Additional Information
We are using the following external modules/classes for programmatic support:
 Scipy + numpy
 Crypto
o Cipher
o Hash
o Util
 cPickle
For numpy (specifically, poly1d, a one-dimensional polynomial class) we use this during SecLogin for
encapsulating “natural” operations on polynomials so that the operations can take on their
customary form in code.
We use various functions from the Crypto (PyCrypto) module that allow us to instantiate an AES object,
symmetrical-key algorithm using a 32-byte key and a 16-byte block size. We also utilize the SHA256 oneway hash functions for various parts in the code and the Util module offer a number class that allow
convenient helped functions (e.g. long_to_bytes(...)).

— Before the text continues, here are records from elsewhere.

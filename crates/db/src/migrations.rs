use sqlx::migrate::{MigrateError, Migrator};

use crate::DbPool;

pub static MIGRATOR: Migrator = sqlx::migrate!("../../migrations");

pub async fn run_pending(pool: &DbPool) -> Result<(), MigrateError> {
    MIGRATOR.run(pool).await
}
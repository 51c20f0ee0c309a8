use chrono::{DateTime, Utc};
use sqlx::Row;

use procura_core::Role;

use super::{UserRepository, UserRepositoryError};
use crate::DbPool;

#[derive(Clone, Debug, PartialEq, Eq)]
pub struct UserAccount {
    pub username: String,
    pub password_digest: String,
    pub salt: String,
    pub role: Role,
    pub created_at: DateTime<Utc>,
}

pub struct SqlUserRepository {
    pool: DbPool,
}

impl SqlUserRepository {
    pub fn new(pool: DbPool) -> Self {
        Self { pool }
    }
}

fn row_to_account(row: &sqlx::sqlite::SqliteRow) -> Result<UserAccount, UserRepositoryError> {
    let username: String =
        row.try_get("username").map_err(|e| UserRepositoryError::Decode(e.to_string()))?;
    let password_digest: String =
        row.try_get("password_digest").map_err(|e| UserRepositoryError::Decode(e.to_string()))?;
    let salt: String =
        row.try_get("salt").map_err(|e| UserRepositoryError::Decode(e.to_string()))?;
    let role_str: String =
        row.try_get("role").map_err(|e| UserRepositoryError::Decode(e.to_string()))?;
    let created_at_str: String =
        row.try_get("created_at").map_err(|e| UserRepositoryError::Decode(e.to_string()))?;

    let role = role_str.parse::<Role>().map_err(UserRepositoryError::Decode)?;
    let created_at = DateTime::parse_from_rfc3339(&created_at_str)
        .map(|dt| dt.with_timezone(&Utc))
        .map_err(|e| UserRepositoryError::Decode(e.to_string()))?;

    Ok(UserAccount { username, password_digest, salt, role, created_at })
}

#[async_trait::async_trait]
impl UserRepository for SqlUserRepository {
    async fn insert(&self, account: UserAccount) -> Result<(), UserRepositoryError> {
        let result = sqlx::query(
            "INSERT INTO user_account (username, password_digest, salt, role, created_at)
             VALUES (?, ?, ?, ?, ?)",
        )
        .bind(&account.username)
        .bind(&account.password_digest)
        .bind(&account.salt)
        .bind(account.role.as_str())
        .bind(account.created_at.to_rfc3339())
        .execute(&self.pool)
        .await;

        match result {
            Ok(_) => Ok(()),
            Err(sqlx::Error::Database(error)) if error.is_unique_violation() => {
                Err(UserRepositoryError::UsernameTaken(account.username))
            }
            Err(error) => Err(UserRepositoryError::Database(error)),
        }
    }

    async fn find_by_username(
        &self,
        username: &str,
    ) -> Result<Option<UserAccount>, UserRepositoryError> {
        let row = sqlx::query(
            "SELECT username, password_digest, salt, role, created_at
             FROM user_account WHERE username = ?",
        )
        .bind(username)
        .fetch_optional(&self.pool)
        .await?;

        match row {
            Some(ref row) => Ok(Some(row_to_account(row)?)),
            None => Ok(None),
        }
    }
}
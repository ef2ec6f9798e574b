//! Event builders and a recording handler shared by the integration suites.

use anyhow::bail;
use base64::engine::general_purpose::STANDARD;
use base64::Engine as _;
use batch_core::models::{
    DynamoDbEvent, DynamoDbEventRecord, KinesisEvent, KinesisEventRecord, KinesisRecord,
    SqsEvent, SqsMessage, StreamRecord,
};
use batch_core::processing::{HandlerError, RecordContext, RecordHandler, RecordHandlerResult};
use parking_lot::Mutex;
use serde_json::json;
use std::collections::{HashMap, HashSet};
use std::time::Duration;

pub const STANDARD_QUEUE_ARN: &str = "arn:aws:sqs:us-east-1:123456789012:orders";
pub const FIFO_QUEUE_ARN: &str = "arn:aws:sqs:us-east-1:123456789012:orders.fifo";

/// Builds a queue event whose messages carry `{"order_id": <id>}` bodies
pub fn sqs_event(ids: &[&str], queue_arn: &str) -> SqsEvent {
    SqsEvent {
        records: ids
            .iter()
            .map(|id| SqsMessage {
                message_id: Some(id.to_string()),
                body: json!({"order_id": id}).to_string(),
                event_source: Some("aws:sqs".to_string()),
                event_source_arn: Some(queue_arn.to_string()),
                ..Default::default()
            })
            .collect(),
    }
}

pub fn kinesis_event(records: &[(&str, serde_json::Value)]) -> KinesisEvent {
    KinesisEvent {
        records: records
            .iter()
            .map(|(sequence_number, payload)| KinesisEventRecord {
                event_source: Some("aws:kinesis".to_string()),
                kinesis: KinesisRecord {
                    data: STANDARD.encode(payload.to_string()),
                    partition_key: "partition-1".to_string(),
                    sequence_number: Some(sequence_number.to_string()),
                    ..Default::default()
                },
                ..Default::default()
            })
            .collect(),
    }
}

/// Builds a change stream of inserts with a string `Name` attribute
pub fn dynamodb_event(records: &[(&str, &str)]) -> DynamoDbEvent {
    DynamoDbEvent {
        records: records
            .iter()
            .map(|(sequence_number, name)| DynamoDbEventRecord {
                event_name: Some("INSERT".to_string()),
                event_source: Some("aws:dynamodb".to_string()),
                dynamodb: StreamRecord {
                    sequence_number: Some(sequence_number.to_string()),
                    new_image: Some(HashMap::from([
                        ("Name".to_string(), json!({"S": name})),
                        ("Sequence".to_string(), json!({"N": sequence_number})),
                    ])),
                    ..Default::default()
                },
                ..Default::default()
            })
            .collect(),
    }
}

/// Handler that records the ids it was invoked with and fails on demand
#[derive(Default)]
pub struct RecordingHandler {
    failing: HashSet<String>,
    delays: HashMap<String, Duration>,
    calls: Mutex<Vec<String>>,
}

impl RecordingHandler {
    pub fn new() -> Self {
        Self::default()
    }

    pub fn failing_on(mut self, ids: &[&str]) -> Self {
        self.failing.extend(ids.iter().map(|id| id.to_string()));
        self
    }

    pub fn with_delay(mut self, id: &str, delay: Duration) -> Self {
        self.delays.insert(id.to_string(), delay);
        self
    }

    /// Ids in invocation order
    pub fn calls(&self) -> Vec<String> {
        self.calls.lock().clone()
    }

    pub fn call_count(&self) -> usize {
        self.calls.lock().len()
    }
}

#[async_trait::async_trait]
impl<R: Send + Sync> RecordHandler<R> for RecordingHandler {
    async fn handle(
        &self,
        _record: &R,
        context: &RecordContext,
    ) -> Result<RecordHandlerResult, HandlerError> {
        self.calls.lock().push(context.record_id.clone());
        if let Some(delay) = self.delays.get(&context.record_id) {
            tokio::time::sleep(*delay).await;
        }
        if self.failing.contains(&context.record_id) {
            bail!("induced failure for {}", context.record_id);
        }
        Ok(RecordHandlerResult::with_data(
            json!({"processed": context.record_id}),
        ))
    }
}
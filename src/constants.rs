//! # System Constants
//!
//! Environment variable names, defaults and structured log operation names
//! shared across the batch processing engine.

/// Prefix for every environment variable read by [`crate::config::BatchConfig`].
pub const ENV_PREFIX: &str = "BATCH";

/// Environment variables understood by the configuration loader
pub mod env_vars {
    pub const PARALLEL_ENABLED: &str = "BATCH_PARALLEL_ENABLED";
    pub const MAX_DEGREE_OF_PARALLELISM: &str = "BATCH_MAX_DEGREE_OF_PARALLELISM";
    pub const ERROR_HANDLING_POLICY: &str = "BATCH_ERROR_HANDLING_POLICY";
    pub const THROW_ON_FULL_BATCH_FAILURE: &str = "BATCH_THROW_ON_FULL_BATCH_FAILURE";

    // Deployment environment, used to pick the default log level
    pub const ENVIRONMENT: &str = "BATCH_ENV";
    pub const APP_ENVIRONMENT: &str = "APP_ENV";
}

pub mod defaults {
    pub const PARALLEL_ENABLED: bool = false;
    pub const THROW_ON_FULL_BATCH_FAILURE: bool = true;
    pub const ERROR_HANDLING_POLICY: &str = "derive_from_event";
    pub const ENVIRONMENT: &str = "development";
}

/// Event source identifiers as they appear in the `eventSource` field
pub mod event_sources {
    pub const SQS: &str = "aws:sqs";
    pub const KINESIS: &str = "aws:kinesis";
    pub const DYNAMODB: &str = "aws:dynamodb";

    /// Queue ARNs ending with this suffix deliver in order
    pub const FIFO_SUFFIX: &str = ".fifo";
}

/// Operation names used in structured log lines
pub mod operations {
    pub const BATCH_STARTED: &str = "batch.started";
    pub const BATCH_COMPLETED: &str = "batch.completed";
    pub const BATCH_ESCALATED: &str = "batch.escalated";
    pub const RECORD_FAILED: &str = "record.failed";
    pub const CIRCUIT_BROKEN: &str = "record.circuit_broken";
    pub const OBSERVER_FAILED: &str = "observer.failed";
}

cPickle is an extremely fast implementation of the pickle class for python, which provides a powerful
algorithm for serializing and de-serializing a Python object structure (In our case, the history file, has for
redundancy verification, and our instruction table). “Pickling” is the process whereby a Python object
hierarchy is converted into a byte stream, and “unpickling” is the inverse operation, whereby a byte stream
is converted back into an object hierarchy.
V.
Example
Below is a sample output of the program’s execution from init, to login failure, and a successful login. The
output is shown for clarification.
# ./main.py
$help
Printing options
init [--len_history|-l] len [--dir|-d] dir [--min|-m] min_len [--max|-M] max_len
initialize the system, with history_file size h(integer) and base directory d
(string: fully qualified path) and minimum password lengt min_len and maximum
password length max_len
load [--dir|-d] d: initialize the system by loading it from the config file,
found at the base directory d (string: fully qualified path)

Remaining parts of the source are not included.